### Provided material ###

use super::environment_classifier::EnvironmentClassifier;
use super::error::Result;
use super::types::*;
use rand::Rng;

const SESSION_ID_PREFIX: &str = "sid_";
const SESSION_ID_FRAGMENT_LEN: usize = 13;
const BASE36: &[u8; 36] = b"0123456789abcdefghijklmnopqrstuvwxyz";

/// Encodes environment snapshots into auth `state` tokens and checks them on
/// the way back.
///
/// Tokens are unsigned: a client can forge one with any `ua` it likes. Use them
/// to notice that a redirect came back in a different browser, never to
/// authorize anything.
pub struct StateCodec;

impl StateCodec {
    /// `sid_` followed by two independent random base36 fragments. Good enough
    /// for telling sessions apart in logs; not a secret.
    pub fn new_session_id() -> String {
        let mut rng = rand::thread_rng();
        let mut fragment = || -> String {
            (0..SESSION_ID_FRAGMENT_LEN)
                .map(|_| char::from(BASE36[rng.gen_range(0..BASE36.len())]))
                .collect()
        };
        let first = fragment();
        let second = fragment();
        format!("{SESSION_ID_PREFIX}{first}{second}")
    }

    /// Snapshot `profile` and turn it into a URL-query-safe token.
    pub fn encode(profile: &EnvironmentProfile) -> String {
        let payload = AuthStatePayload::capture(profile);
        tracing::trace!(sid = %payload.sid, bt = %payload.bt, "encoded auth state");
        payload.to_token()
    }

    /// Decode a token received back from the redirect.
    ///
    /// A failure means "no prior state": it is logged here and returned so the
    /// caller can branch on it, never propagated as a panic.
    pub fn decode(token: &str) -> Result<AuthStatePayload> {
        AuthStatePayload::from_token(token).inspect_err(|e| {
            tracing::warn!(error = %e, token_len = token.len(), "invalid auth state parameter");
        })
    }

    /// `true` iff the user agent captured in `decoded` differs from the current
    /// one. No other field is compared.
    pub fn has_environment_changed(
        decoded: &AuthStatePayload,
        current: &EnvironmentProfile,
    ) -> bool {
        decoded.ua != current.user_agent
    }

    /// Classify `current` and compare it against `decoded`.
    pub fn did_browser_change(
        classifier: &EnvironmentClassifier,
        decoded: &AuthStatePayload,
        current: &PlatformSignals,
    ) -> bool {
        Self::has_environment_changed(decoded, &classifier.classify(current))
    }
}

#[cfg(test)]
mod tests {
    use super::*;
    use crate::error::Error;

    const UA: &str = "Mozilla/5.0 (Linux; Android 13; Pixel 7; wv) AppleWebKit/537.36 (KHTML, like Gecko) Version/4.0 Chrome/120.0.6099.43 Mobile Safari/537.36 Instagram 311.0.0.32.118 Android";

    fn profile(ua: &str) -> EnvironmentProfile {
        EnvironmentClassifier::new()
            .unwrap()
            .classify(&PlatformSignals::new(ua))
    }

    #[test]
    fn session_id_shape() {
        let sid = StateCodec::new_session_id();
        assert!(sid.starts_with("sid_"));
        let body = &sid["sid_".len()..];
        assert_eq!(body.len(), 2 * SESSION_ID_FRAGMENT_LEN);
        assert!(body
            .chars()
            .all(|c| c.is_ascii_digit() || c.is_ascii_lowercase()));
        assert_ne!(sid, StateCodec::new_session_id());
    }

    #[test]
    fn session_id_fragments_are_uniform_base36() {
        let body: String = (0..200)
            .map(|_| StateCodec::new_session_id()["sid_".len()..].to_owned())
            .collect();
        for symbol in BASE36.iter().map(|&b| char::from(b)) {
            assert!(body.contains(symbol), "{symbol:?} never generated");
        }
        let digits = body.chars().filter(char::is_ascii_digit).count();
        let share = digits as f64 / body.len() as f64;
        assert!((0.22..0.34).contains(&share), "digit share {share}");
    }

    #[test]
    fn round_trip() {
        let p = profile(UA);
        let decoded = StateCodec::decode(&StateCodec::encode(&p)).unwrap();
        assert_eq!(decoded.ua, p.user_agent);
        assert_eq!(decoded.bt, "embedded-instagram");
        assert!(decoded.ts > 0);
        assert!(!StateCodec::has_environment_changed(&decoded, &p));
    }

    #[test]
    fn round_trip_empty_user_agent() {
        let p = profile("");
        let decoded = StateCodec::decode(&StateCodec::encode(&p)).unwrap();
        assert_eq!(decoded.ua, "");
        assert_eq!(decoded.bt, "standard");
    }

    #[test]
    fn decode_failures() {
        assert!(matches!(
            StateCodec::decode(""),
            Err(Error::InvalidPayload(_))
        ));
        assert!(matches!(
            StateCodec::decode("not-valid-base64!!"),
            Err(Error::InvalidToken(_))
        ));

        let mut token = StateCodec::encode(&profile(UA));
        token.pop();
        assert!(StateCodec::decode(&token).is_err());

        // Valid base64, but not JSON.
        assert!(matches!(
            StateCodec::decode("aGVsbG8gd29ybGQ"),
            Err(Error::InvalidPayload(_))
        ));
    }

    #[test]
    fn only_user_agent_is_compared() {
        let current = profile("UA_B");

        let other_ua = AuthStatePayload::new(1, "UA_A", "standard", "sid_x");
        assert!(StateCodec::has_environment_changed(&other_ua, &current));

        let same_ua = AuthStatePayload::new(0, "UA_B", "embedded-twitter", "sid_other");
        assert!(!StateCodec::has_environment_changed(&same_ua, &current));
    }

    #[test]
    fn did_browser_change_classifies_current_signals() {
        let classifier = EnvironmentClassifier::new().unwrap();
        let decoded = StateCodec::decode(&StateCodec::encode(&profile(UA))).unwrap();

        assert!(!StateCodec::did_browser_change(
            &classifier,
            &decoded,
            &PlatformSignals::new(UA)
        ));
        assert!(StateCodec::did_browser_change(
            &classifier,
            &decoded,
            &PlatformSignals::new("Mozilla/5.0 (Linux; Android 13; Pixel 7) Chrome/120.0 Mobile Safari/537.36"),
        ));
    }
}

###

Would you copy every line of the material exactly?

use super::environment_classifier::EnvironmentClassifier;
use super::error::Result;
use super::types::*;
use rand::Rng;

const SESSION_ID_PREFIX: &str = "sid_";
const SESSION_ID_FRAGMENT_LEN: usize = 13;
const BASE36: &[u8; 36] = b"0123456789abcdefghijklmnopqrstuvwxyz";

/// Encodes environment snapshots into auth `state` tokens and checks them on
/// the way back.
///
/// Tokens are unsigned: a client can forge one with any `ua` it likes. Use them
/// to notice that a redirect came back in a different browser, never to
/// authorize anything.
pub struct StateCodec;

impl StateCodec {
    /// `sid_` followed by two independent random base36 fragments. Good enough
    /// for telling sessions apart in logs; not a secret.
    pub fn new_session_id() -> String {
        let mut rng = rand::thread_rng();
        let mut fragment = || -> String {
            (0..SESSION_ID_FRAGMENT_LEN)
                .map(|_| char::from(BASE36[rng.gen_range(0..BASE36.len())]))
                .collect()
        };
        let first = fragment();
        let second = fragment();
        format!("{SESSION_ID_PREFIX}{first}{second}")
    }

    /// Snapshot `profile` and turn it into a URL-query-safe token.
    pub fn encode(profile: &EnvironmentProfile) -> String {
        let payload = AuthStatePayload::capture(profile);
        tracing::trace!(sid = %payload.sid, bt = %payload.bt, "encoded auth state");
        payload.to_token()
    }

    /// Decode a token received back from the redirect.
    ///
    /// A failure means "no prior state": it is logged here and returned so the
    /// caller can branch on it, never propagated as a panic.
    pub fn decode(token: &str) -> Result<AuthStatePayload> {
        AuthStatePayload::from_token(token).inspect_err(|e| {
            tracing::warn!(error = %e, token_len = token.len(), "invalid auth state parameter");
        })
    }

    /// `true` iff the user agent captured in `decoded` differs from the current
    /// one. No other field is compared.
    pub fn has_environment_changed(
        decoded: &AuthStatePayload,
        current: &EnvironmentProfile,
    ) -> bool {
        decoded.ua != current.user_agent
    }

    /// Classify `current` and compare it against `decoded`.
    pub fn did_browser_change(
        classifier: &EnvironmentClassifier,
        decoded: &AuthStatePayload,
        current: &PlatformSignals,
    ) -> bool {
        Self::has_environment_changed(decoded, &classifier.classify(current))
    }
}

#[cfg(test)]
mod tests {
    use super::*;
    use crate::error::Error;

    const UA: &str = "Mozilla/5.0 (Linux; Android 13; Pixel 7; wv) AppleWebKit/537.36 (KHTML, like Gecko) Version/4.0 Chrome/120.0.6099.43 Mobile Safari/537.36 Instagram 311.0.0.32.118 Android";

    fn profile(ua: &str) -> EnvironmentProfile {
        EnvironmentClassifier::new()
            .unwrap()
            .classify(&PlatformSignals::new(ua))
    }

    #[test]
    fn session_id_shape() {
        let sid = StateCodec::new_session_id();
        assert!(sid.starts_with("sid_"));
        let body = &sid["sid_".len()..];
        assert_eq!(body.len(), 2 * SESSION_ID_FRAGMENT_LEN);
        assert!(body
            .chars()
            .all(|c| c.is_ascii_digit() || c.is_ascii_lowercase()));
        assert_ne!(sid, StateCodec::new_session_id());
    }

    #[test]
    fn session_id_fragments_are_uniform_base36() {
        let body: String = (0..200)
            .map(|_| StateCodec::new_session_id()["sid_".len()..].to_owned())
            .collect();
        for symbol in BASE36.iter().map(|&b| char::from(b)) {
            assert!(body.contains(symbol), "{symbol:?} never generated");
        }
        let digits = body.chars().filter(char::is_ascii_digit).count();
        let share = digits as f64 / body.len() as f64;
        assert!((0.22..0.34).contains(&share), "digit share {share}");
    }

    #[test]
    fn round_trip() {
        let p = profile(UA);
        let decoded = StateCodec::decode(&StateCodec::encode(&p)).unwrap();
        assert_eq!(decoded.ua, p.user_agent);
        assert_eq!(decoded.bt, "embedded-instagram");
        assert!(decoded.ts > 0);
        assert!(!StateCodec::has_environment_changed(&decoded, &p));
    }

    #[test]
    fn round_trip_empty_user_agent() {
        let p = profile("");
        let decoded = StateCodec::decode(&StateCodec::encode(&p)).unwrap();
        assert_eq!(decoded.ua, "");
        assert_eq!(decoded.bt, "standard");
    }

    #[test]
    fn decode_failures() {
        assert!(matches!(
            StateCodec::decode(""),
            Err(Error::InvalidPayload(_))
        ));
        assert!(matches!(
            StateCodec::decode("not-valid-base64!!"),
            Err(Error::InvalidToken(_))
        ));

        let mut token = StateCodec::encode(&profile(UA));
        token.pop();
        assert!(StateCodec::decode(&token).is_err());

        // Valid base64, but not JSON.
        assert!(matches!(
            StateCodec::decode("aGVsbG8gd29ybGQ"),
            Err(Error::InvalidPayload(_))
        ));
    }

    #[test]
    fn only_user_agent_is_compared() {
        let current = profile("UA_B");

        let other_ua = AuthStatePayload::new(1, "UA_A", "standard", "sid_x");
        assert!(StateCodec::has_environment_changed(&other_ua, &current));

        let same_ua = AuthStatePayload::new(0, "UA_B", "embedded-twitter", "sid_other");
        assert!(!StateCodec::has_environment_changed(&same_ua, &current));
    }

    #[test]
    fn did_browser_change_classifies_current_signals() {
        let classifier = EnvironmentClassifier::new().unwrap();
        let decoded = StateCodec::decode(&StateCodec::encode(&profile(UA))).unwrap();

        assert!(!StateCodec::did_browser_change(
            &classifier,
            &decoded,
            &PlatformSignals::new(UA)
        ));
        assert!(StateCodec::did_browser_change(
            &classifier,
            &decoded,
            &PlatformSignals::new("Mozilla/5.0 (Linux; Android 13; Pixel 7) Chrome/120.0 Mobile Safari/537.36"),
        ));
    }
}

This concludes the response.